What do you guys think about the new Positive EFT? Do you find it a new alternative approach? Do you think it is safer in the hands of new practitioners? Or would you not consider adding it to your toolkit?
There was a lively debate about it on Facebook and I wondered what folk thought here 🙂
I think my friends on here already know what I think. Just like Reiki spread out into over 140 different flavours, the same will happen with EFT, and only then will be so widespread and popular. So Positive EFT, Matrix, Faster EFT, and all the trademarked and different names, although I do find them unnecessary, I can see where they will lead EFT. To me that's good.
Anyway - Positive or not? Have you tried it, and what are your thoughts?
I've never heard of it. Where can I find out about it?
When I went to Gary Craig's seminar he commented on the different tactics that were emerging. One of them was following a question about focussing on the positive aspects rather than the negative aspects. His reply was that in his experience it didn't work so well.
In fact if you think about it, people usually come for EFT when they have a problem, that is what their mind/subconscious is focussing on. So if that problem is addressed, as Gary Craig learned to do with such enormous success, then it can be dealt with. As he described, the problems cause a disruption in the body's energy system which is dissolved using EFT. If you focus on the positive only, it will not get rid of the disruption.
However, if you are fully trained, you have tools at your disposal to make the process less traumatic to someone with more serious problems, and I was taught to use positive comments at the end of the session to help the client relax before they left.
For those for whom EFT seems not to work, I believe the client can be struggling to feel/find/identify the underlying cause of their problem. A case in question was where the trauma happened while she was in her mother's womb, which took some expert ferreting (not by me!) to find the root cause. I have however a colleague who dismisses it entirely as a therapy because she had one session and it failed to sort her out. In fact there are some who do not want their problem sorting out because it has become embedded in their perception of who they are - and these people are the most difficult to help - whatever the modality used.

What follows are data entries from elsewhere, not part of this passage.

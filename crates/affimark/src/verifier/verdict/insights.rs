use serde::{Deserialize, Serialize};

use super::super::domain::{ConfidenceLevel, Pillar, ScoreBreakdowns};
use super::hard_stops::HardStopFlag;
use super::VerdictInput;

const TOP_N: usize = 3;

#[derive(Debug, Clone, PartialEq, Eq, Serialize, Deserialize)]
pub struct Pro {
    pub text: String,
    pub score: u8,
}

#[derive(Debug, Clone, PartialEq, Eq, Serialize, Deserialize)]
pub struct Risk {
    pub text: String,
    pub severity: u8,
}

fn percent(points: f32, max: f32) -> u8 {
    ((points / max) * 100.0).clamp(0.0, 100.0).round() as u8
}

// (points, max, threshold, text)
type Rule = (f32, f32, f32, &'static str);

fn pro_rules(breakdowns: &ScoreBreakdowns) -> [Rule; 9] {
    let pv = &breakdowns.product_viability;
    let om = &breakdowns.offer_merchant;
    let ec = &breakdowns.economics;
    [
        (pv.demand_signals, 25.0, 18.0, "Strong buyer demand for this product"),
        (pv.review_quality, 25.0, 18.0, "Consistently positive customer reviews"),
        (
            pv.price_competitiveness,
            25.0,
            18.0,
            "Competitively priced against similar products",
        ),
        (om.reputation, 40.0, 30.0, "Merchant has a strong reputation"),
        (om.policies, 30.0, 22.0, "Customer-friendly returns and shipping"),
        (om.trust_signals, 30.0, 22.0, "Clear trust signals on the storefront"),
        (ec.commission, 40.0, 28.0, "Commission rate above category average"),
        (
            ec.cookie_window,
            20.0,
            15.0,
            "Long cookie window captures delayed purchases",
        ),
        (ec.order_value, 25.0, 18.0, "High order value lifts earnings per sale"),
    ]
}

fn risk_rules(breakdowns: &ScoreBreakdowns) -> [Rule; 7] {
    let pv = &breakdowns.product_viability;
    let om = &breakdowns.offer_merchant;
    let ec = &breakdowns.economics;
    [
        (pv.demand_signals, 25.0, 8.0, "Weak demand signals"),
        (pv.review_quality, 25.0, 8.0, "Mixed or thin customer reviews"),
        (om.reputation, 40.0, 15.0, "Merchant reputation is weak"),
        (om.policies, 30.0, 10.0, "Restrictive return or shipping policies"),
        (ec.commission, 40.0, 12.0, "Commission rate below category average"),
        (
            ec.cookie_window,
            20.0,
            5.0,
            "Short cookie window loses delayed purchases",
        ),
        (ec.program_access, 15.0, 4.0, "Affiliate program is hard to join"),
    ]
}

pub(crate) fn top_pros(breakdowns: &ScoreBreakdowns) -> Vec<Pro> {
    let mut pros: Vec<Pro> = pro_rules(breakdowns)
        .into_iter()
        .filter(|(points, _, threshold, _)| points >= threshold)
        .map(|(points, max, _, text)| Pro {
            text: text.to_string(),
            score: percent(points, max),
        })
        .collect();

    // Stable: equal scores keep rule order.
    pros.sort_by(|a, b| b.score.cmp(&a.score));
    pros.truncate(TOP_N);
    pros
}

pub(crate) fn top_risks(input: &VerdictInput<'_>, flags: &[HardStopFlag]) -> Vec<Risk> {
    let mut risks: Vec<Risk> = flags
        .iter()
        .map(|flag| {
            let (text, severity) = flag.risk();
            Risk {
                text: text.to_string(),
                severity,
            }
        })
        .collect();

    risks.extend(
        risk_rules(&input.score.breakdowns)
            .into_iter()
            .filter(|(points, _, threshold, _)| points <= threshold)
            .map(|(points, max, _, text)| Risk {
                text: text.to_string(),
                severity: 100 - percent(points, max),
            }),
    );

    for pillar in Pillar::ALL {
        if input.score.scores.get(pillar) < 40.0 {
            risks.push(Risk {
                text: format!("{} score is below 40", pillar.label()),
                severity: 80,
            });
        }
    }

    risks.sort_by(|a, b| b.severity.cmp(&a.severity));
    risks.truncate(TOP_N);
    risks
}

pub(crate) fn key_assumptions(input: &VerdictInput<'_>) -> Vec<String> {
    let mut assumptions = Vec::new();

    if !input.commission.is_some_and(|terms| terms.has_rate()) {
        assumptions.push("Commission assumed at category average".to_string());
    }
    if !input.reputation.is_some_and(|reputation| reputation.has_data()) {
        assumptions.push("Merchant reputation assumed neutral".to_string());
    }
    if input
        .product
        .and_then(|product| product.review_count)
        .is_none()
    {
        assumptions.push("Demand estimated without review data".to_string());
    }
    if input
        .commission
        .and_then(|terms| terms.cookie_days)
        .is_none()
    {
        assumptions.push("Cookie window assumed to be 30 days".to_string());
    }
    if input
        .commission
        .and_then(|terms| terms.requires_application)
        .unwrap_or(false)
    {
        assumptions.push("Approval into the affiliate program is assumed".to_string());
    }
    if input.confidence != ConfidenceLevel::High {
        assumptions.push("Scores may shift as more evidence arrives".to_string());
    }

    assumptions.truncate(TOP_N);
    assumptions
}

"Positive EFT" refers mostly to a new book by Silvia Hartmann. In my opinion it is definitely worth to be added to the EFT toolkit, but not as a stand-alone. See Caroline's comment above.
Carna
I bought the book myself and am very impressed. For getting down to the nitty gritty and a complete healing plan, I still do the classical EFT. However, when clients are too traumatized as yet to open up, or when they are fed up on tapping on the myriad negative aspects in a very unhappy past, positive EFT definitely has its place. I have used it with clients who were really unhappy and just were not in the mood for anything negative in their session too, and it is lovely for ending a session.
Really looking forward to doing the course myself. It will be interesting to go deeper than just the book.